Я засмеялся, стоя у окна; хотел этим поддеть Дейфендорфа. Я чувствовал, что он опутывает отца, вытягивает из него жилы. Эти безжалостные мальчишки всегда так. Сперва доведут до бешенства (на губах у него буквально выступала пена, глаза были колючие, как алмазики), а через какой-нибудь час являются к нему, откровенничают, ищут совета, ободрения. А только выйдут за порог — снова над ним издеваются. Я нарочно стоял к ним спиной, пока продолжался этот гнусный разговор.

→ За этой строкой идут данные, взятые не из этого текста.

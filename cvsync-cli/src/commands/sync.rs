//! `cvsync sync`: run one reconciliation cycle and print what it did.

use std::path::Path;

use anyhow::{bail, Context, Result};
use clap::Args;
use colored::Colorize;
use tabled::{settings::Style, Table, Tabled};

use cvsync_sync::{pipeline, CycleReport, DepartmentReport, EmployeeReport, SyncError, SyncScope};

use super::{connect, load_config, runtime};

/// Arguments for `cvsync sync`.
#[derive(Args, Debug)]
pub struct SyncArgs {
    /// Reconcile only one entity type: `departments` or `employees`.
    #[arg(long, value_name = "SCOPE")]
    pub only: Option<SyncScope>,

    /// Compute and print the writes without issuing them.
    #[arg(long)]
    pub dry_run: bool,
}

impl SyncArgs {
    pub fn run(self, config_path: Option<&Path>) -> Result<()> {
        let config = load_config(config_path)?;
        cvsync_daemon::logging::init(&config.logging).context("failed to initialise logging")?;

        let scope = self.only.unwrap_or_default();
        let dry_run = self.dry_run;
        let report = runtime()?.block_on(async {
            let (meta, cv) = connect(&config).await?;
            anyhow::Ok(pipeline::run(&meta, &cv, &config.sync, scope, dry_run).await)
        })?;

        print_report(&report, dry_run);
        if !report.is_success() {
            bail!("sync finished with failures");
        }
        Ok(())
    }
}

#[derive(Tabled)]
struct ReportRow {
    #[tabled(rename = "entity")]
    entity: &'static str,
    #[tabled(rename = "created")]
    created: usize,
    #[tabled(rename = "updated")]
    updated: String,
    #[tabled(rename = "deleted")]
    deleted: usize,
    #[tabled(rename = "failures")]
    failures: usize,
}

fn print_report(report: &CycleReport, dry_run: bool) {
    let prefix = if dry_run { "[dry-run] " } else { "" };
    let mut rows = Vec::new();
    let mut errors: Vec<&SyncError> = Vec::new();

    match &report.departments {
        Some(Ok(r)) => {
            rows.push(department_row(r));
            errors.extend(&r.failures);
        }
        Some(Err(e)) => errors.push(e),
        None => {}
    }
    match &report.employees {
        Some(Ok(r)) => {
            rows.push(employee_row(r));
            errors.extend(&r.failures);
        }
        Some(Err(e)) => errors.push(e),
        None => {}
    }

    if report.is_success() {
        println!("{prefix}{} sync complete", "✓".green().bold());
    } else {
        println!("{prefix}{} sync finished with failures", "✗".red().bold());
    }

    if !rows.is_empty() {
        let mut table = Table::new(rows);
        table.with(Style::rounded());
        println!("{table}");
    }

    for error in errors {
        println!("  {} {error}", "!".red().bold());
    }
}

fn department_row(report: &DepartmentReport) -> ReportRow {
    ReportRow {
        entity: "departments",
        created: report.created.len(),
        updated: "-".to_string(),
        deleted: report.deleted.len(),
        failures: report.failures.len(),
    }
}

fn employee_row(report: &EmployeeReport) -> ReportRow {
    ReportRow {
        entity: "employees",
        created: report.created,
        updated: report.updated.to_string(),
        deleted: report.deleted,
        failures: report.failures.len(),
    }
}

Из окна мне была видна лужайка, где осенью репетировал школьный оркестр и девушки хором разучивали приветствия спортсменам, рядом — теннисные корты, каштаны вдоль дороги к богадельне, а вдали синеву горизонта горбила Олтонская гора, вся в шрамах каменоломен. Трамвай, полный пассажиров, которые возвращались из Олтона с покупками, поблескивая, показался из-за поворота. Ученики, жившие в стороне Олтона, дожидались на остановке, пока подойдет встречный. Внизу, по бетонным дорожкам, которые, начинаясь у двери женской раздевалки, огибали школу — чтобы лучше видеть, я прижался носом к ледяному стеклу, — парами и по три расходились девочки, крошечные, расчерченные квадратиками клетчатой ткани, меха, книг и шерсти. От их дыхания шел пар. Голосов мне слышно не было. Я поискал глазами Пенни. Весь день я избегал ее, потому что подойти к ней значило бы для меня предать родителей, которые теперь, по непостижимой, возвышенной причине, особенно нуждались во мне.